RECORDS SHOWN START
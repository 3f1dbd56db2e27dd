use axum::{
    extract::{Request, State},
    middleware::{self, Next},
    routing::get,
    Json, Router,
};
use axum_extra::extract::cookie::CookieJar;
use estada_core::Reservation;
use serde::Serialize;

use crate::error::AppError;
use crate::middleware::guard::{require_profiles, GUESTS};
use crate::session::{Flash, Session};
use crate::state::AppState;
use crate::theme::current_theme;

#[derive(Debug, Serialize)]
pub struct GuestReservationsPage {
    pub reservations: Vec<Reservation>,
    pub theme: String,
    pub flashes: Vec<Flash>,
}

pub fn routes() -> Router<AppState> {
    Router::new()
        .route("/minhas_reservas", get(my_reservations))
        .route_layer(middleware::from_fn(
            |session: Session, req: Request, next: Next| {
                require_profiles(GUESTS, session, req, next)
            },
        ))
}

/// GET /minhas_reservas
///
/// Reservations are matched on the guest name typed at the front desk, which
/// must equal the account's display name.
async fn my_reservations(
    State(state): State<AppState>,
    session: Session,
    jar: CookieJar,
) -> Result<Json<GuestReservationsPage>, AppError> {
    let guest_name = session.data().await.user_name.unwrap_or_default();
    let reservations = state.desk.for_guest(&guest_name).await?;

    Ok(Json(GuestReservationsPage {
        reservations,
        theme: current_theme(&jar),
        flashes: session.take_flashes().await,
    }))
}
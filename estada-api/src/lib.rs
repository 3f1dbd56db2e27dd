use axum::{
    middleware::{from_fn, from_fn_with_state},
    routing::get,
    Router,
};
use tower_http::trace::TraceLayer;

pub mod auth;
pub mod error;
pub mod guest;
pub mod home;
pub mod middleware;
pub mod reservations;
pub mod rooms;
pub mod session;
pub mod state;
pub mod theme;

pub use state::{AppState, AuthConfig};

pub fn app(state: AppState) -> Router {
    // Profile guards sit on each route group; the login guard wraps them all.
    let protected = Router::new()
        .route("/logout", get(auth::logout))
        .merge(home::routes())
        .merge(theme::routes())
        .merge(reservations::routes())
        .merge(rooms::routes())
        .merge(guest::routes())
        .route_layer(from_fn(middleware::require_login));

    Router::new()
        .merge(auth::routes())
        .merge(protected)
        .layer(from_fn_with_state(state.clone(), middleware::session_middleware))
        .layer(TraceLayer::new_for_http())
        .with_state(state)
}
use axum::{
    extract::Path,
    http::{header, HeaderMap},
    response::{IntoResponse, Redirect, Response},
    routing::get,
    Router,
};
use axum_extra::extract::cookie::{Cookie, CookieJar};

use crate::session::{FlashCategory, Session};
use crate::state::AppState;

pub const THEME_COOKIE: &str = "theme";
pub const DEFAULT_THEME: &str = "light";
const THEME_MAX_AGE_DAYS: i64 = 30;

pub fn routes() -> Router<AppState> {
    Router::new().route("/set_theme/{theme}", get(set_theme))
}

pub fn current_theme(jar: &CookieJar) -> String {
    jar.get(THEME_COOKIE)
        .map(|c| c.value().to_owned())
        .unwrap_or_else(|| DEFAULT_THEME.to_owned())
}

/// Theme names end up verbatim in a cookie value.
fn is_valid_theme(theme: &str) -> bool {
    !theme.is_empty()
        && theme.len() <= 32
        && theme.chars().all(|c| c.is_ascii_alphanumeric() || c == '-' || c == '_')
}

/// GET /set_theme/{theme}
async fn set_theme(
    session: Session,
    jar: CookieJar,
    headers: HeaderMap,
    Path(theme): Path<String>,
) -> Response {
    let target = headers
        .get(header::REFERER)
        .and_then(|v| v.to_str().ok())
        .unwrap_or("/")
        .to_owned();

    if !is_valid_theme(&theme) {
        session.flash(FlashCategory::Warning, "Unknown theme.").await;
        return Redirect::to(&target).into_response();
    }

    let cookie = Cookie::build((THEME_COOKIE, theme))
        .path("/")
        .max_age(time::Duration::days(THEME_MAX_AGE_DAYS))
        .build();

    (jar.add(cookie), Redirect::to(&target)).into_response()
}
RECORDS SHOWN END
• [EXERCISE AIM] Write out the lines above exactly, but only from the one containing "a cookie value." through the last one.

• [SOLVED EXERCISE]
/// Theme names end up verbatim in a cookie value.
fn is_valid_theme(theme: &str) -> bool {
    !theme.is_empty()
        && theme.len() <= 32
        && theme.chars().all(|c| c.is_ascii_alphanumeric() || c == '-' || c == '_')
}

/// GET /set_theme/{theme}
async fn set_theme(
    session: Session,
    jar: CookieJar,
    headers: HeaderMap,
    Path(theme): Path<String>,
) -> Response {
    let target = headers
        .get(header::REFERER)
        .and_then(|v| v.to_str().ok())
        .unwrap_or("/")
        .to_owned();

    if !is_valid_theme(&theme) {
        session.flash(FlashCategory::Warning, "Unknown theme.").await;
        return Redirect::to(&target).into_response();
    }

    let cookie = Cookie::build((THEME_COOKIE, theme))
        .path("/")
        .max_age(time::Duration::days(THEME_MAX_AGE_DAYS))
        .build();

    (jar.add(cookie), Redirect::to(&target)).into_response()
}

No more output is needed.